QUESTION: I tried the on/off sequence and it showed nothing other than the mileage.  I wasn't sure if you truly need to start the car but I tried it both ways.What am I doing wrong?

ANSWER: Hi Maria,
It may be that in '99 that code readout wasn't available. I assume that you did the switching fast enough as to complete the process in 5 seconds or less. And by 'on' I meant only to the run position of the switch, not to the start position so that is correct.
It may be the case, though I doubt it, that instead of the 4-difit numbers showing up in the odometer, that instead the check engine light, which remains 'on' when you leave the key in the run postion after the key 'dance', that light will begin to flash, pause, flash, etc. If so, count the number of flashes before each pause, then let me know the flash counts in order of appearance.
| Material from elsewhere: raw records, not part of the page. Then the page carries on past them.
// Copyright 2015 The Ramp Developers
//
//    Licensed under the Apache License, Version 2.0 (the "License");
//    you may not use this file except in compliance with the License.
//    You may obtain a copy of the License at
//
//        http://www.apache.org/licenses/LICENSE-2.0
//
//    Unless required by applicable law or agreed to in writing, software
//    distributed under the License is distributed on an "AS IS" BASIS,
//    WITHOUT WARRANTIES OR CONDITIONS OF ANY KIND, either express or implied.
//    See the License for the specific language governing permissions and
//    limitations under the License.

//! Rounding and Table Maker's Dilemma resolution: component E of
//! `SPEC_FULL.md`.

use crate::limb::Limb;
use crate::ll;
use crate::mem::Scratch;
use crate::number::{limbs_for_precision, Number, Sign};
use crate::rounding::{RoundingMode, Ternary};
use crate::sum_raw::{sum_raw, SumRawOutcome};
use crate::window::Window;
use std::cmp::Ordering;

/// Final, fully-resolved result of rounding a truncated sum.
pub struct Resolved {
    pub sign: Sign,
    pub exponent: i64,
    pub mantissa: Vec<Limb>,
    pub ternary: Ternary,
}

/// Extracts `n_bits` bits of `magnitude` (an unsigned value based at
/// `minexp`) starting at absolute bit position `lo`, top-aligned into a
/// `limbs_for_precision(n_bits)`-limb buffer so the result matches
/// `Number`'s normalized-mantissa convention (MSB of the top limb is the
/// mantissa's own most significant bit; any low padding bits, when
/// `n_bits` is not a multiple of `Limb::BITS`, are zero). Returns the
/// mantissa together with that padding width.
fn extract_bits(magnitude: &[Limb], minexp: i64, lo: i64, n_bits: u32, scratch: &mut Scratch) -> (Vec<Limb>, u32) {
    let n_limbs = limbs_for_precision(n_bits);
    let pad_bits = n_limbs as u32 * Limb::BITS - n_bits;

    let mut packed = vec![Limb::ZERO; n_limbs];
    let avail_from = minexp.max(lo);
    let underflow_bits = (avail_from - lo) as u64;
    let underflow_limbs = (underflow_bits / Limb::BITS as u64) as usize;
    let underflow_residual = (underflow_bits % Limb::BITS as u64) as u32;

    if underflow_limbs < n_limbs {
        let src_offset = (avail_from - minexp) as u64;
        let src_whole = (src_offset / Limb::BITS as u64) as usize;
        let src_bit = (src_offset % Limb::BITS as u64) as u32;
        if src_whole < magnitude.len() {
            let src_kept = &magnitude[src_whole..];
            let take_src = src_kept.len().min(n_limbs - underflow_limbs + 1);
            let area = scratch.take(take_src);
            ll::rshift(area, &src_kept[..take_src], src_bit);
            if underflow_residual == 0 {
                let n = area.len().min(n_limbs - underflow_limbs);
                packed[underflow_limbs..underflow_limbs + n].copy_from_slice(&area[..n]);
            } else {
                let mut shifted = vec![Limb::ZERO; area.len() + 1];
                let carry = ll::lshift(&mut shifted[..area.len()], area, underflow_residual);
                *shifted.last_mut().expect("non-empty by construction") = carry;
                let n = shifted.len().min(n_limbs - underflow_limbs);
                packed[underflow_limbs..underflow_limbs + n].copy_from_slice(&shifted[..n]);
            }
        }
    }

    if pad_bits == 0 {
        (packed, 0)
    } else {
        let mut aligned = vec![Limb::ZERO; n_limbs];
        ll::lshift(&mut aligned, &packed, pad_bits);
        (aligned, pad_bits)
    }
}

/// Reads a single bit of `magnitude` at absolute position `bit`, or
/// `false` for positions below `minexp`.
fn bit_at(magnitude: &[Limb], minexp: i64, bit: i64) -> bool {
    if bit < minexp {
        return false;
    }
    let offset = (bit - minexp) as u64;
    let limb = (offset / Limb::BITS as u64) as usize;
    let within = (offset % Limb::BITS as u64) as u32;
    magnitude
        .get(limb)
        .is_some_and(|l| (l.0 >> within) & 1 == 1)
}

/// Whether any bit of `magnitude` below absolute position `bit` is set
/// (the sticky bit for rounding).
fn sticky_below(magnitude: &[Limb], minexp: i64, bit: i64) -> bool {
    if bit <= minexp {
        return false;
    }
    let n_bits = (bit - minexp) as u64;
    let n_limbs = (n_bits / Limb::BITS as u64) as usize;
    let residual = (n_bits % Limb::BITS as u64) as u32;
    let full = &magnitude[..n_limbs.min(magnitude.len())];
    if full.iter().any(|l| !l.is_zero()) {
        return true;
    }
    if residual != 0 {
        if let Some(partial) = magnitude.get(n_limbs) {
            let mask = (1u64 << residual) - 1;
            if partial.0 & mask != 0 {
                return true;
            }
        }
    }
    false
}

/// Rounds the truncated-sum window to `sq` bits and resolves the Table
/// Maker's Dilemma if one is detected, per `SPEC_FULL.md` §4.E.
///
/// The window's raw two's-complement content is negated once up front when
/// its sign bit is set, so everything below this point (extraction,
/// rounding-bit/sticky inspection, the rounding increment) works on an
/// ordinary unsigned magnitude; only the final sign of the result and the
/// directed-rounding-mode asymmetry still depend on `pos`.
#[allow(clippy::too_many_arguments)]
pub fn round_and_resolve(
    window: &Window,
    cancel: u32,
    e: i64,
    err: Option<i64>,
    regulars: &[&Number],
    logn: u32,
    cq: u32,
    sq: u32,
    mode: RoundingMode,
    scratch: &mut Scratch,
) -> Resolved {
    let pos = !window.sign_is_negative();
    let minexp = window.minexp();
    let magnitude: Vec<Limb> = if pos {
        window.limbs().to_vec()
    } else {
        let mut m = window.limbs().to_vec();
        ll::neg(&mut m);
        m
    };

    // `cancel`/`e` are derived from the pre-negation two's-complement leading
    // sign-bit run (`SPEC_FULL.md` §4.D), which undercounts the negated
    // magnitude's own leading-bit position by one exactly when that
    // magnitude is a power of two: two's complement of `-2^m` has only `m`
    // trailing zero bits below its sign run, one fewer than any other
    // magnitude with the same leading-bit position.
    let e = if !pos && ll::is_single_bit(&magnitude) { e + 1 } else { e };

    let u = e - sq as i64;
    let (mut mantissa, pad_bits) = extract_bits(&magnitude, minexp, u, sq, scratch);
    let rbit = bit_at(&magnitude, minexp, u - 1);
    let sticky = sticky_below(&magnitude, minexp, u - 1);

    let tmd: u8 = match err {
        None => 0,
        Some(err_v) => {
            let d = u - err_v;
            debug_assert!(d >= 3, "TMD detection requires at least 3 bits below the rounding bit");
            let first = bit_at(&magnitude, minexp, u - 2);
            let mut all_equal = true;
            for k in 2..d {
                if bit_at(&magnitude, minexp, u - 1 - k) != first {
                    all_equal = false;
                    break;
                }
            }
            if !all_equal {
                0
            } else if rbit != first {
                1
            } else if mode == RoundingMode::ToNearestEven {
                2
            } else {
                0
            }
        }
    };

    let halfway_round_up = mantissa
        .first()
        .is_some_and(|l| (l.0 >> pad_bits) & 1 == 1);

    let round_up = mode.round_up(pos, rbit, sticky, halfway_round_up);

    let mut final_exponent = e;
    if round_up {
        let ulp = Limb(1u64 << pad_bits);
        let carry = ll::incr(&mut mantissa, ulp);
        if !carry.is_zero() {
            final_exponent += 1;
            ll::zero(&mut mantissa);
            *mantissa.last_mut().expect("sq >= 1 implies at least one limb") =
                Limb(1 << (Limb::BITS - 1));
        }
    }

    let sign = Sign::of_bool(!pos);

    let ternary = if tmd == 0 {
        if rbit || sticky {
            if pos {
                Ordering::Greater
            } else {
                Ordering::Less
            }
        } else {
            Ordering::Equal
        }
    } else {
        let sst = resolve_tmd_sign(window, regulars, u, err.expect("tmd only fires when err is Some"), logn, cq, scratch);
        match (tmd, mode) {
            (1, RoundingMode::ToNearestEven) => reflect(sst.reverse(), pos),
            (2, RoundingMode::ToNearestEven) => reflect(sst, pos),
            (_, m) if directed_toward_sign(m, pos) => {
                reflect(if sst == Ordering::Equal { Ordering::Equal } else { Ordering::Greater }, pos)
            }
            _ => reflect(if sst == Ordering::Equal { Ordering::Equal } else { Ordering::Less }, pos),
        }
    };

    Resolved {
        sign,
        exponent: final_exponent,
        mantissa,
        ternary,
    }
}

/// The ternary result is always expressed relative to the *signed* exact
/// value: a magnitude-side "above/below" (`sst`, computed against the
/// unsigned residual) flips sign when the overall value is negative.
fn reflect(sst: Ordering, pos: bool) -> Ordering {
    if pos {
        sst
    } else {
        sst.reverse()
    }
}

/// Whether directed rounding mode `mode` rounds in the direction of the
/// value's own sign (`pos`), per `SPEC_FULL.md` §4.E step 7.
fn directed_toward_sign(mode: RoundingMode, pos: bool) -> bool {
    match mode {
        RoundingMode::TowardPositive => pos,
        RoundingMode::TowardNegative => !pos,
        RoundingMode::AwayFromZero => true,
        RoundingMode::TowardZero => false,
        RoundingMode::ToNearestEven => false,
    }
}

/// Resolves the sign of the "secondary term" (the exact residual below the
/// rounding bit) by re-running the truncated-sum loop on a narrower window
/// with `prec = 0`, per `SPEC_FULL.md` §4.E step 7 / §9.
fn resolve_tmd_sign(
    window: &Window,
    regulars: &[&Number],
    u: i64,
    err: i64,
    logn: u32,
    cq: u32,
    scratch: &mut Scratch,
) -> Ordering {
    let secondary_limbs = window
        .limbs()
        .len()
        .saturating_sub(limbs_for_precision((window.wq() - (u - err)).max(0) as u32))
        .max(2);
    let secondary_minexp = err + 1 - secondary_limbs as i64 * Limb::BITS as i64;
    let mut secondary = Window::new(secondary_limbs, secondary_minexp);
    match sum_raw(&mut secondary, regulars, secondary_minexp, u, logn, cq, 0, scratch) {
        SumRawOutcome::ExactZero => Ordering::Equal,
        SumRawOutcome::Value { .. } => {
            if secondary.sign_is_negative() {
                Ordering::Less
            } else if ll::is_zero(secondary.limbs()) {
                Ordering::Equal
            } else {
                Ordering::Greater
            }
        }
    }
}
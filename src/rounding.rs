// Copyright 2015 The Ramp Developers
//
//    Licensed under the Apache License, Version 2.0 (the "License");
//    you may not use this file except in compliance with the License.
//    You may obtain a copy of the License at
//
//        http://www.apache.org/licenses/LICENSE-2.0
//
//    Unless required by applicable law or agreed to in writing, software
//    distributed under the License is distributed on an "AS IS" BASIS,
//    WITHOUT WARRANTIES OR CONDITIONS OF ANY KIND, either express or implied.
//    See the License for the specific language governing permissions and
//    limitations under the License.

//! Rounding modes and the ternary return value.

use std::cmp::Ordering;

/// The rounded value's relation to the exact mathematical result:
/// `Ordering::Less` if the returned number is strictly below the exact
/// sum, `Ordering::Equal` if exact, `Ordering::Greater` if above.
///
/// This is exactly `std::cmp::Ordering`; the two concepts coincide (a
/// signed "which side of the exact value did we land on" indicator), so
/// there is no reason to invent a parallel three-valued type.
pub type Ternary = Ordering;

#[derive(Copy, Clone, Eq, PartialEq, Debug)]
pub enum RoundingMode {
    TowardNegative,
    TowardPositive,
    TowardZero,
    AwayFromZero,
    ToNearestEven,
}

impl RoundingMode {
    /// Whether the truncated magnitude should be incremented by one ULP,
    /// given:
    /// - `pos`: the sign recovered from the window's two's-complement MSB
    ///   (`true` for a non-negative accumulated value);
    /// - `rbit`/`sticky`: the bit immediately below the kept precision, and
    ///   whether any bit below *that* is set;
    /// - `halfway_round_up`: how to resolve an exact `ToNearestEven` tie
    ///   (`rbit` set, `sticky` clear) — the caller decides this from the
    ///   parity of the kept mantissa's last bit.
    ///
    /// Matches `SPEC_FULL.md` §4.E step 6 formula for formula.
    pub fn round_up(self, pos: bool, rbit: bool, sticky: bool, halfway_round_up: bool) -> bool {
        let inexact = rbit || sticky;
        match self {
            RoundingMode::TowardNegative => false,
            RoundingMode::TowardPositive => inexact,
            RoundingMode::TowardZero => inexact && !pos,
            RoundingMode::AwayFromZero => inexact && pos,
            RoundingMode::ToNearestEven => {
                if !rbit {
                    false
                } else if sticky {
                    true
                } else {
                    halfway_round_up
                }
            }
        }
    }

    /// The sign to assign to an exact zero result, per the all-zero-inputs
    /// policy of `SPEC_FULL.md` §4.B rule 4: the common sign if the inputs
    /// agreed, otherwise `-1` only for `TowardNegative`.
    pub fn zero_sign_on_disagreement(self) -> crate::number::Sign {
        if self == RoundingMode::TowardNegative {
            crate::number::Sign::Neg
        } else {
            crate::number::Sign::Pos
        }
    }
}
Repeat the counts for accuracy is that is what happens.
If the misfire on #3 is the only current code, then it would be good to check that you have good apark on the #3 plug, that the compression on the #3 cylinder is good (at least 100 psi), and finally that the fuel injector is functioning properly. Those are the major causes of a single cylinder misfire. The observation that it appears to happen only when warmed up has a variety of possible reasons, but the fault code readout would be the only efficient way to find out which.
You can as the mechanic to read the codes again, or go to an Autozone parts store where they often will do a free code readout.
Roland

---------- FOLLOW-UP ----------

QUESTION: So I tried it again by turning the ignition on/off sequence within 5 seconds and it showed nothing again. The check engine light didn't stay on either. I'm not sure if this has anything to do with it but when I went to pump gas the other day I noticed that there wasn't a vacuum when I opened the gas cap. We live at 8000 feet and as I drive around town here our altitude fluctuates so we build up pressure in everything when we go up and down. I have noticed in the past when I open the cap that is is like opening a can.  If the seal is bad could this be my problem?  Maria

Answer
Hi Maria,
It is surprising that the check engine light doesn't remain 'on'. If you simply turn the key to 'run' and don't start the engine then the check engine light should stay 'on'. Try that and let me know.
But in any case, I would either have the mechanic read the codes or get a free code readout via a plug-in code reader. Get the actual numbers of the fault codes. I really can't suggest what is wrong without some such fault code.